About the Cross from Dinogeția - Garvăn

The hoard was discovered in 1950, through archeological excavations. The hoard found at Dinogetia also comprise several gold rings (four of them being discovered in 1954) and two silver bracelets. All the pieces were, most probably, made by jewelers from Constantinople. The quality and value of the cross shows that it belonged to a highly ranking person in the civilian or religious hierarchy - maybe to a bishop.

The engolpion-reliquary is made from a gold sheet, using the "au repoussé" technique, with filigree adornments. It is adorned with pieces of coloured glass and with semiprecious stones (chalcedony, according to the coin's leaflet, sapphires and opals, after [3], of only with white and blue stones and with vitreous paste, after [2]). The cross is 78.5 mm in height and 65 mm wide, tied to a gold chain having a length of 760 mm. Both weigh, over all, 77.46 grams. Inside the cross relics were kept.

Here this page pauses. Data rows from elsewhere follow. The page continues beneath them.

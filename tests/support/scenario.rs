use uc_deploy::application::reconciler::Reconciler;
use uc_deploy::domain::reconcile::PipelineMode;
use uc_deploy::port::ResourceKind;
use uc_deploy::testkit::cluster::InMemoryCluster;
use uc_deploy::testkit::config::SCHEDULER_SELECTORS;
use uc_deploy::testkit::domain::record;
use uc_deploy::testkit::TestEnv;

/// Scheduler pods a full reload is expected to restart.
pub const SCHEDULER_PODS: [&str; 2] = ["dagster-webserver-0", "dagster-daemon-0"];

/// Add the scheduling service's pods so reload signals can be observed.
pub fn add_scheduler_pods(cluster: &InMemoryCluster) {
    for (pod, selector) in SCHEDULER_PODS.iter().zip(SCHEDULER_SELECTORS) {
        let (key, value) = selector.split_once('=').expect("key=value selector");
        cluster.add_object(ResourceKind::Pod, pod, &[(key, value)]);
    }
}

/// An environment where `name` was deployed at `tag` and is running.
pub async fn deployed(name: &str, tag: &str) -> TestEnv {
    let env = TestEnv::new();
    Reconciler::new(&env.ctx)
        .reconcile(record(name, tag), false, PipelineMode::Interactive)
        .await
        .expect("initial deployment");
    add_scheduler_pods(&env.cluster);
    env.cluster.clear_events();
    env
}
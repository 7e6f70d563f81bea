//! The lock record backing the distributed deployment semaphore.

use std::collections::BTreeMap;

use chrono::{DateTime, Utc};

use super::id::HolderToken;

const HELD_KEY: &str = "held";
const HOLDER_KEY: &str = "holder";
const ACQUIRED_AT_KEY: &str = "acquired-at";

/// State of the environment-wide deployment lock.
///
/// Stored as the data of a single config object; never deleted, only reset.
#[derive(Debug, Clone, Default, PartialEq, Eq)]
pub struct LockRecord {
    pub held: bool,
    pub holder: Option<String>,
    pub acquired_at: Option<DateTime<Utc>>,
}

impl LockRecord {
    /// An unheld lock.
    #[must_use]
    pub fn cleared() -> Self {
        Self::default()
    }

    /// A lock held by `token` since `now`.
    #[must_use]
    pub fn claimed(token: &HolderToken, now: DateTime<Utc>) -> Self {
        Self {
            held: true,
            holder: Some(token.as_str().to_string()),
            acquired_at: Some(now),
        }
    }

    /// Decode from config-object data. Unknown or missing keys read as unheld.
    #[must_use]
    pub fn from_data(data: &BTreeMap<String, String>) -> Self {
        let held = data
            .get(HELD_KEY)
            .is_some_and(|v| v.trim().eq_ignore_ascii_case("true"));
        let holder = data.get(HOLDER_KEY).filter(|v| !v.is_empty()).cloned();
        let acquired_at = data
            .get(ACQUIRED_AT_KEY)
            .and_then(|v| DateTime::parse_from_rfc3339(v).ok())
            .map(|t| t.with_timezone(&Utc));
        Self {
            held,
            holder,
            acquired_at,
        }
    }

    /// Encode as config-object data.
    #[must_use]
    pub fn to_data(&self) -> BTreeMap<String, String> {
        let mut data = BTreeMap::new();
        data.insert(HELD_KEY.to_string(), self.held.to_string());
        if let Some(holder) = &self.holder {
            data.insert(HOLDER_KEY.to_string(), holder.clone());
        }
        if let Some(at) = self.acquired_at {
            data.insert(ACQUIRED_AT_KEY.to_string(), at.to_rfc3339());
        }
        data
    }

    /// Whether `token` is the current holder.
    #[must_use]
    pub fn is_held_by(&self, token: &HolderToken) -> bool {
        self.held && self.holder.as_deref() == Some(token.as_str())
    }
}

#[cfg(test)]
mod tests {
    use super::*;
    use chrono::TimeZone;

    #[test]
    fn data_round_trip() {
        let token = HolderToken::new("t-1");
        let now = Utc.with_ymd_and_hms(2026, 1, 2, 3, 4, 5).unwrap();
        let record = LockRecord::claimed(&token, now);
        let decoded = LockRecord::from_data(&record.to_data());
        assert_eq!(decoded, record);
        assert!(decoded.is_held_by(&token));
        assert!(!decoded.is_held_by(&HolderToken::new("other")));
    }

    #[test]
    fn missing_or_garbage_data_reads_unheld() {
        assert_eq!(LockRecord::from_data(&BTreeMap::new()), LockRecord::cleared());

        let mut data = BTreeMap::new();
        data.insert("held".to_string(), "maybe".to_string());
        data.insert("acquired-at".to_string(), "yesterday".to_string());
        let record = LockRecord::from_data(&data);
        assert!(!record.held);
        assert!(record.acquired_at.is_none());
    }

    #[test]
    fn cleared_record_only_stores_flag() {
        let data = LockRecord::cleared().to_data();
        assert_eq!(data.len(), 1);
        assert_eq!(data.get("held").map(String::as_str), Some("false"));
    }
}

The cross can be opened through a hinge placed at the end of the lower arm.

About Dinogetia (Dinogeția)

Dinogetia is a very old place, being mentioned by Ptolemy in his Geography, work written in the 2nd century BC. It is placed on a "popina" or "grădiște" - a portion of land raised above the level of Danube's meadow. It is placed in the zone of the Danube's bend in front of the mouth of Siret River. The Romans fortified the place in the 1st century BC, when they firmly stretched their rule into the region. During the 3rd and the 4th century AD Dinogetia received new fortifications, with 14 towers and with a much stronger enceinte wall. At the end of the 6th century AD Constantinople has lost the control of the regions, and the troops have left Dinogetia. During the 10th-12th centuries AD the fortress was again part of the Byzantine Empire [1], and there a garrison of Paristrion (Paradunavon) thema was installed. From that period are dating lots of partially buried dwellings that were found - rather earth huts than houses. After the ousting of the Rhomaioi from the region, the fortress lost completely its military importance, the name being named Bisericuța (Small Church), after the ruined little Byzantine church. The gold cross was hidden of lost during the final period of its Byzantine life.

The ruins of the old fortress lie on the territory of Jijila commune in the Tulcea county, near the village of Garvăn. Nowadays Dinogetia does not seem to be placed on an island anymore, but in a not so far from now time was surrounded by water. In the last years of the communist regime the region was drained on a very large scale, and the reclaimed land was used for agriculture; e.g., the great Crapina Lake, placed not far away from Garvăn, has disappeared completely. Dinogetia was studied by archaeologists starting from 1939.

References

1. Barnea Al., Planul cetății Dinogetia (Plan of Dinogetia Fortress). Prospect disponibil la cetate (Leaflet available at the fortress), 2007.

2. Burda Șt., Tezaure de aur din România (Gold Hoards from Romania). Ed. Meridiane, București, 1979.

3. Leahu Doina, Arbunescu Al., Oanță-Marghitu Rodica, Dumitriu Luminița, Mălăncioiu Raluca, Amarie M., Oberländer-Târnoveanu Al., Tezaurul (The Treasury). Ed. Age-Art, w/o year and place.